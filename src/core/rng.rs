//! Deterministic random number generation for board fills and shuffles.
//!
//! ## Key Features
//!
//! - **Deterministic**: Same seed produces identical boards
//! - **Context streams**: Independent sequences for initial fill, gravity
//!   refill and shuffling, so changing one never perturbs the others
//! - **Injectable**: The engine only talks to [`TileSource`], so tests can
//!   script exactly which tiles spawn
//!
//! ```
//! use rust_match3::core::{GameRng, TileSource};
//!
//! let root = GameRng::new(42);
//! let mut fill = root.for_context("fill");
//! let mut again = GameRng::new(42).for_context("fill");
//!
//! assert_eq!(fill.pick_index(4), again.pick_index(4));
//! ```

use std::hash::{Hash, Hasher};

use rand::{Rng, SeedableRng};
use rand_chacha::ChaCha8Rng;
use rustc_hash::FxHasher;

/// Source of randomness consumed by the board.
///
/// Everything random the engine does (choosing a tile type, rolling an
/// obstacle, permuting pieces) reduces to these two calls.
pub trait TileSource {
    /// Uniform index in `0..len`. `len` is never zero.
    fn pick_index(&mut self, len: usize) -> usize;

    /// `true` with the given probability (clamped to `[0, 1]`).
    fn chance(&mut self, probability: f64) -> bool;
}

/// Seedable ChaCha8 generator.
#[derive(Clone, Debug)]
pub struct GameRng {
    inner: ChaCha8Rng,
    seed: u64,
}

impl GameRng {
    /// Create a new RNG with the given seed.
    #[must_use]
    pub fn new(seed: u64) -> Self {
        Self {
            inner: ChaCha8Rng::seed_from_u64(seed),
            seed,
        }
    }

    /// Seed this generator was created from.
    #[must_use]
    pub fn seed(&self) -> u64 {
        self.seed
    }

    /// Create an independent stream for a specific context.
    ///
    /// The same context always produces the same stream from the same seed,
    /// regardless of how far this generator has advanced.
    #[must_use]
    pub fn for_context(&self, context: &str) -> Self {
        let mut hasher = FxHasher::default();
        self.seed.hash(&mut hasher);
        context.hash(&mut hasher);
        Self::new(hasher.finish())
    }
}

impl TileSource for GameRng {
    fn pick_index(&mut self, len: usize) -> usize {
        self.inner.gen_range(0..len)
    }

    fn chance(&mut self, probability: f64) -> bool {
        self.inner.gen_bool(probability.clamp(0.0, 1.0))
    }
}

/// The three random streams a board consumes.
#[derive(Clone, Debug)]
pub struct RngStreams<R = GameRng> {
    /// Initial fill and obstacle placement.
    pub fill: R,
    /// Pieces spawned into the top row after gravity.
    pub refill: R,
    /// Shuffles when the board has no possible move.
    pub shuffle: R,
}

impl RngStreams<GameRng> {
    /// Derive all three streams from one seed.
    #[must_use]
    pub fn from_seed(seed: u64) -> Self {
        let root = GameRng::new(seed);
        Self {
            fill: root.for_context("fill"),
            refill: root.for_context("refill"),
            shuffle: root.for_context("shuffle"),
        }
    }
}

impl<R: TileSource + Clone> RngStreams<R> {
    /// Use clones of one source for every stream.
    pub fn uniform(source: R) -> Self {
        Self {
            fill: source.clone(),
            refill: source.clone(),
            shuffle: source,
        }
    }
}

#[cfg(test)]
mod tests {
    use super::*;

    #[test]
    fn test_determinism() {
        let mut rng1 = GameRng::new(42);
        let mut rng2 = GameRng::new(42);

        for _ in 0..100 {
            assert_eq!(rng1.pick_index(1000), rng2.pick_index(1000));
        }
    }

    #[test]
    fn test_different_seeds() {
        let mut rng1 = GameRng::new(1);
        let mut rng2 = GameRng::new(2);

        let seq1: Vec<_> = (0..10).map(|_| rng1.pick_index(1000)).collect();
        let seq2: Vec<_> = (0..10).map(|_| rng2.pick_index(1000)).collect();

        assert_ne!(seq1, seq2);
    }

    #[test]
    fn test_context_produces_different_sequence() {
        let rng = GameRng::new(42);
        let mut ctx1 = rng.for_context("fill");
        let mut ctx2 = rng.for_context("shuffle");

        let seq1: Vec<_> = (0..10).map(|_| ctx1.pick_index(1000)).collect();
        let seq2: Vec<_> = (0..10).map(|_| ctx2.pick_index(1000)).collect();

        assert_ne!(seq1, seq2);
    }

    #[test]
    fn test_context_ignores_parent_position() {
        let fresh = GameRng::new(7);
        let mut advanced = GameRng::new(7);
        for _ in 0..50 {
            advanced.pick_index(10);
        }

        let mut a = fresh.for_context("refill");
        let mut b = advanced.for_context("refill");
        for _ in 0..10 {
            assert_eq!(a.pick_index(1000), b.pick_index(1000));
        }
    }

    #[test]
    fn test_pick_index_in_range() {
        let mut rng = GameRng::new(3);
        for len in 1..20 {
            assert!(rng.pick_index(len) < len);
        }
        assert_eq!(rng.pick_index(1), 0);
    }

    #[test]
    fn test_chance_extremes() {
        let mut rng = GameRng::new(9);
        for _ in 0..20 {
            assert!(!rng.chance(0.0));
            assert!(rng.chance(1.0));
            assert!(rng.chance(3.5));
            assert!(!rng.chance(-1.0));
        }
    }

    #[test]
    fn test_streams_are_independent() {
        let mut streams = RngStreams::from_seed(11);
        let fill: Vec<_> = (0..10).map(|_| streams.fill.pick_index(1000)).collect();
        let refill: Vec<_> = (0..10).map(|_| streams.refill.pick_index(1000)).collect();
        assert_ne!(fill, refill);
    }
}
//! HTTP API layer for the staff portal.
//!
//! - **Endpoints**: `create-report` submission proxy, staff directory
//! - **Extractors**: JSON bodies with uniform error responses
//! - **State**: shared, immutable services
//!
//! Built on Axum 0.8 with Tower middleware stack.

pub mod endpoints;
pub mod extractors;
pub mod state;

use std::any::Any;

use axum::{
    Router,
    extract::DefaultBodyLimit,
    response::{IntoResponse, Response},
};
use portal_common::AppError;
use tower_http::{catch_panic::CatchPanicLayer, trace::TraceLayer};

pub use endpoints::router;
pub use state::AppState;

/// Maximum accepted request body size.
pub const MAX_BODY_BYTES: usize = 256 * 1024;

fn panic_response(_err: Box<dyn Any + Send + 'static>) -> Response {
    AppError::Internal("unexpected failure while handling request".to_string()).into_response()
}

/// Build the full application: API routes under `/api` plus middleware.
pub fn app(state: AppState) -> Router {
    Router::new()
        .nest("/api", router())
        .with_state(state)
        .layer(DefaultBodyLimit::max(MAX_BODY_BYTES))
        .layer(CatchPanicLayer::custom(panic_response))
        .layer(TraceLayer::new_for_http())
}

■ WORK TO BE COMPLETED
Copy back the listing above exactly, but only from the line with "assert_ne!(fill, refill);" through the line with "pub use state::AppState;", both ends included.

■ EXERCISE RESULT
        assert_ne!(fill, refill);
    }
}
//! HTTP API layer for the staff portal.
//!
//! - **Endpoints**: `create-report` submission proxy, staff directory
//! - **Extractors**: JSON bodies with uniform error responses
//! - **State**: shared, immutable services
//!
//! Built on Axum 0.8 with Tower middleware stack.

pub mod endpoints;
pub mod extractors;
pub mod state;

use std::any::Any;

use axum::{
    Router,
    extract::DefaultBodyLimit,
    response::{IntoResponse, Response},
};
use portal_common::AppError;
use tower_http::{catch_panic::CatchPanicLayer, trace::TraceLayer};

pub use endpoints::router;
pub use state::AppState;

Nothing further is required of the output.